Après de nombreuses blessures, des méformes, la Suissesse réalise sans doute l'une des meilleures saisons de sa carrière. La femme du footballeur de la Nati, Valon Behrami, est toujours en course pour aller chercher le classement général, synonyme de gros globe de cristal. Elle arrive dans les Dolomites en patronne du Super-G avec quatre victoires consécutives, série en cours. La pancarte qu'elle a autour du cou est grande comme le Cervin, tout le monde l'attend sur la première marche du podium.

Rapide, technique et victorieuse

Ce jeudi 11 février au matin, Lara Gut-Behrami porte le dossard 7. Ce numéro lui permet de partir tôt mais pas trop, pour obtenir de précieuses infos de la part des premières concurrentes à s'élancer. A 10h58, c'est son tour, Corinne Suter est en tête devant une grande Mikaela Shiffrin.

La Tessinoise de 29 ans ne perd pas ses habitudes. Dans la grande rampe de lancement au départ, chaque courbe est poussée, tendue au maximum, elle atteint 100km/h en moins de huit secondes. En plus d'être une grande descendeuse, Gut-Behrami est à l'aise techniquement. Dans les virages les plus serrés, elle ne se désunit pas et reste groupée tout en gardant la trajectoire idéale. Son avance s'est réduit sur le bas du tracé mais la Suissesse garde 34 centièmes pour s'emparer du fauteuil de leader, qu'elle ne quittera plus.

En conférence de presse, Lara Gut-Behrami a eu des mots lucides : “Par le passé, j'ai toujours voulu gagner la médaille d'or, mais cela n'était jamais arrivé. […] Je n'ai pas skié pour remporter la médaille d'or, j'ai juste skié pour montrer que je pouvais l'avoir.” Elle a pu faire des erreurs par le passé, jouer de malchance – 4e à un centième du podium aux JO 2018 -, sa course n'a pas été aussi parfaite que ces victoires cette saison mais cela suffit pour glaner la breloque dorée.
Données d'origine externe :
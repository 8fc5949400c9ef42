use std::fmt;

use chrono::{NaiveDate, NaiveDateTime};
use clap::ValueEnum;
use serde::{Deserialize, Serialize};
use serde_json::Value as JsonValue;

/// Values read from a row or bound as command parameters.
///
/// `Null` is the explicit database-null marker: parameter values that are absent on the
/// Rust side (`None`) are normalized to it before binding, and scalar reads that find no
/// row report it.
/// ```rust
/// use sql_coordinator::prelude::*;
///
/// let present: DbValue = Some(42_i64).into();
/// let absent: DbValue = None::<i64>.into();
/// assert_eq!(present, DbValue::Int(42));
/// assert!(absent.is_null());
/// ```
#[derive(Debug, Clone, PartialEq)]
pub enum DbValue {
    /// NULL value
    Null,
    /// Integer value (64-bit)
    Int(i64),
    /// Floating point value (64-bit)
    Float(f64),
    /// Text/string value
    Text(String),
    /// Boolean value
    Bool(bool),
    /// Timestamp value
    Timestamp(NaiveDateTime),
    /// JSON value
    Json(JsonValue),
    /// Binary data
    Blob(Vec<u8>),
}

impl DbValue {
    /// Check if this value is NULL
    #[must_use]
    pub fn is_null(&self) -> bool {
        matches!(self, Self::Null)
    }

    #[must_use]
    pub fn as_int(&self) -> Option<i64> {
        match self {
            DbValue::Int(value) => Some(*value),
            DbValue::Bool(value) => Some(i64::from(*value)),
            _ => None,
        }
    }

    #[must_use]
    pub fn as_float(&self) -> Option<f64> {
        match self {
            DbValue::Float(value) => Some(*value),
            #[allow(clippy::cast_precision_loss)]
            DbValue::Int(value) => Some(*value as f64),
            _ => None,
        }
    }

    #[must_use]
    pub fn as_text(&self) -> Option<&str> {
        if let DbValue::Text(value) = self {
            Some(value)
        } else {
            None
        }
    }

    #[must_use]
    pub fn as_bool(&self) -> Option<bool> {
        match self {
            DbValue::Bool(value) => Some(*value),
            DbValue::Int(1) => Some(true),
            DbValue::Int(0) => Some(false),
            _ => None,
        }
    }

    #[must_use]
    pub fn as_timestamp(&self) -> Option<NaiveDateTime> {
        if let DbValue::Timestamp(value) = self {
            return Some(*value);
        } else if let Some(s) = self.as_text() {
            // Try "YYYY-MM-DD HH:MM:SS" with optional fraction
            if let Ok(dt) = NaiveDateTime::parse_from_str(s, "%Y-%m-%d %H:%M:%S%.f") {
                return Some(dt);
            }
            // ISO-8601 with the `T` separator
            if let Ok(dt) = NaiveDateTime::parse_from_str(s, "%Y-%m-%dT%H:%M:%S%.f") {
                return Some(dt);
            }
        }
        None
    }

    #[must_use]
    pub fn as_blob(&self) -> Option<&[u8]> {
        if let DbValue::Blob(bytes) = self {
            Some(bytes)
        } else {
            None
        }
    }

    #[must_use]
    pub fn as_json(&self) -> Option<&JsonValue> {
        if let DbValue::Json(value) = self {
            Some(value)
        } else {
            None
        }
    }

    /// Short name of the variant, used in conversion error messages.
    #[must_use]
    pub fn type_name(&self) -> &'static str {
        match self {
            DbValue::Null => "null",
            DbValue::Int(_) => "int",
            DbValue::Float(_) => "float",
            DbValue::Text(_) => "text",
            DbValue::Bool(_) => "bool",
            DbValue::Timestamp(_) => "timestamp",
            DbValue::Json(_) => "json",
            DbValue::Blob(_) => "blob",
        }
    }
}

impl From<i64> for DbValue {
    fn from(value: i64) -> Self {
        DbValue::Int(value)
    }
}

impl From<i32> for DbValue {
    fn from(value: i32) -> Self {
        DbValue::Int(i64::from(value))
    }
}

impl From<f64> for DbValue {
    fn from(value: f64) -> Self {
        DbValue::Float(value)
    }
}

impl From<bool> for DbValue {
    fn from(value: bool) -> Self {
        DbValue::Bool(value)
    }
}

impl From<String> for DbValue {
    fn from(value: String) -> Self {
        DbValue::Text(value)
    }
}

impl From<&str> for DbValue {
    fn from(value: &str) -> Self {
        DbValue::Text(value.to_owned())
    }
}

impl From<NaiveDateTime> for DbValue {
    fn from(value: NaiveDateTime) -> Self {
        DbValue::Timestamp(value)
    }
}

impl From<NaiveDate> for DbValue {
    fn from(value: NaiveDate) -> Self {
        DbValue::Timestamp(value.and_time(chrono::NaiveTime::MIN))
    }
}

impl From<JsonValue> for DbValue {
    fn from(value: JsonValue) -> Self {
        DbValue::Json(value)
    }
}

impl From<Vec<u8>> for DbValue {
    fn from(value: Vec<u8>) -> Self {
        DbValue::Blob(value)
    }
}

impl<T: Into<DbValue>> From<Option<T>> for DbValue {
    fn from(value: Option<T>) -> Self {
        value.map_or(DbValue::Null, Into::into)
    }
}

/// Declared database type of a command parameter.
///
/// SQL Server uses it to declare the bind variable; SQLite uses it to pick the storage class.
#[derive(Debug, Clone, Copy, PartialEq, Eq, Hash)]
pub enum DbType {
    Bit,
    TinyInt,
    SmallInt,
    Int,
    BigInt,
    Real,
    Float,
    Decimal,
    Char,
    VarChar,
    NChar,
    NVarChar,
    Text,
    Date,
    DateTime,
    DateTime2,
    UniqueIdentifier,
    Binary,
    VarBinary,
    Json,
}

impl DbType {
    /// True for types whose `size` bounds a character or byte length.
    #[must_use]
    pub fn is_sized(self) -> bool {
        matches!(
            self,
            DbType::Char
                | DbType::VarChar
                | DbType::NChar
                | DbType::NVarChar
                | DbType::Binary
                | DbType::VarBinary
        )
    }
}

/// How the command text is interpreted.
#[derive(Debug, Clone, Copy, PartialEq, Eq, Default)]
pub enum CommandKind {
    /// Plain SQL text (one or more statements).
    #[default]
    Text,
    /// Name of a stored procedure; parameters are passed by name.
    StoredProcedure,
}

/// The database engine a coordinator talks to.
#[derive(Debug, Clone, Copy, PartialEq, Eq, Hash, ValueEnum, Serialize, Deserialize)]
#[serde(rename_all = "lowercase")]
pub enum DatabaseType {
    /// `SQLite` database (embedded, via rusqlite)
    Sqlite,
    /// SQL Server database (via tiberius)
    Mssql,
}

impl fmt::Display for DatabaseType {
    fn fmt(&self, f: &mut fmt::Formatter<'_>) -> fmt::Result {
        match self {
            DatabaseType::Sqlite => f.write_str("sqlite"),
            DatabaseType::Mssql => f.write_str("mssql"),
        }
    }
}

#[cfg(test)]
mod tests {
    use super::*;

    #[test]
    fn option_none_becomes_null() {
        assert_eq!(DbValue::from(None::<String>), DbValue::Null);
        assert_eq!(DbValue::from(Some("x")), DbValue::Text("x".into()));
    }

    #[test]
    fn timestamp_parses_from_text() {
        let value = DbValue::Text("2024-01-01 08:00:01".into());
        let expected = NaiveDateTime::parse_from_str("2024-01-01 08:00:01", "%Y-%m-%d %H:%M:%S")
            .expect("valid timestamp");
        assert_eq!(value.as_timestamp(), Some(expected));

        let iso = DbValue::Text("2024-01-01T08:00:01.500".into());
        assert!(iso.as_timestamp().is_some());
    }

    #[test]
    fn bool_reads_from_integer_storage() {
        assert_eq!(DbValue::Int(1).as_bool(), Some(true));
        assert_eq!(DbValue::Int(0).as_bool(), Some(false));
        assert_eq!(DbValue::Int(7).as_bool(), None);
    }

    #[test]
    fn accessors_only_match_their_variant() {
        assert_eq!(DbValue::Int(3).as_int(), Some(3));
        assert_eq!(DbValue::Text("3".into()).as_int(), None);
        assert_eq!(DbValue::from(vec![1_u8, 2]).as_blob(), Some(&[1_u8, 2][..]));
        let json = DbValue::from(serde_json::json!({ "a": 1 }));
        assert_eq!(json.as_json().and_then(|v| v.get("a")), Some(&serde_json::json!(1)));
        assert!(DbType::NVarChar.is_sized());
        assert!(!DbType::Int.is_sized());
    }

    #[test]
    fn database_type_parses_case_insensitively() {
        assert_eq!(
            DatabaseType::from_str("MsSql", true).expect("parses"),
            DatabaseType::Mssql
        );
        assert!(DatabaseType::from_str("oracle", true).is_err());
    }
}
Une faute peut être fatale

Lara Gut-Behrami a bien failli ne connaître que la couleur argentée aujourd'hui, à Cortina d'Ampezzo. Il y a une femme de 25 ans, Mikaela Shiffrin, qui a découpé la piste italienne comme personne aujourd'hui. Elle, la revenante, zéro départ en vitesse lors de cet exercice 2020-2021, a allumé du vert à tous les intermédiaires. Chasuble de championne du monde en titre sur les épaules, la skieuse de Vail a commis une seule faute sur le sinueux parcours tracé par le coach de l'Italie.
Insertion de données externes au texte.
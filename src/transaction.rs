use std::fmt;

/// Transaction state of a coordinator.
///
/// `Active` is the only state commit and rollback act on; from any other state they are
/// deliberate no-ops. `Committed` and `RolledBack` record how the last transaction ended
/// and, like `None`, allow a new one to begin.
#[derive(Debug, Clone, Copy, PartialEq, Eq, Default)]
pub enum TransactionState {
    #[default]
    None,
    Active,
    Committed,
    RolledBack,
}

impl TransactionState {
    #[must_use]
    pub fn is_active(self) -> bool {
        matches!(self, TransactionState::Active)
    }
}

impl fmt::Display for TransactionState {
    fn fmt(&self, f: &mut fmt::Formatter<'_>) -> fmt::Result {
        match self {
            TransactionState::None => f.write_str("none"),
            TransactionState::Active => f.write_str("active"),
            TransactionState::Committed => f.write_str("committed"),
            TransactionState::RolledBack => f.write_str("rolled back"),
        }
    }
}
C'était tout en bas, une courbe vers la gauche avec un imposant mouvement de terrain. Trop de vitesse et ses spatules s'envolent. Perte de trajectoire et donc perte de vitesse avec la rectification faite par l'Américaine. Le temps abandonné ici est lourd : environ une seconde et pourtant elle est à moins de cinq dixièmes de Lara Gut-Behrami sur la ligne d'arrivée.

Finalement, celles qui dominaient la discipline depuis le début de la saison ont pris toutes les places d'honneur. Ledecka 4e, Lie 5e, Gagnon 6e, Tippler 7e… Bien que leur entraîneur ait tracé pour elles, les Italiennes sont à leur place : Federica Brignone 10e, Marta Bassino 11e.

Le Top 10 de ce Super-G des championnats du monde.

Pas d'exploit pour les Bleues

Pas de drapeau bleu-blanc-rouge dans les premières positions. La plus déçue, c'est peut-être Tiffany Gauthier. La Tignarde, partie avec le dossard 2, s'est manquée avec une 21e place finale à 2″20 de la gagnante. “J'ai hâte de voir un peu la vidéo, savoir ce qu'il s'est passé parce que c'est vrai que, Cortina, souvent, on peut se perdre.” La meilleure française du jour n'est autre que Tessa Worley. Treizième, la Bornandine s'est vite rendue compte que la performance n'était pas là, “j'ai fait pas mal de petites erreurs d'appuis, des petites pertes de pied et je sais que ça m'a coûté très cher sur le premier intermédiaire.”

Les fans français ne peuvent pas en vouloir à Laura Gauché et Tifany Roux. Pour leur première course dans un championnat du monde, il était difficile d'espérer mieux. La première est 26e, la dernière 34e. Ce rendez-vous ressemble plus à un apprentissage, à tout juste un an des Jeux Olympiques de Pékin.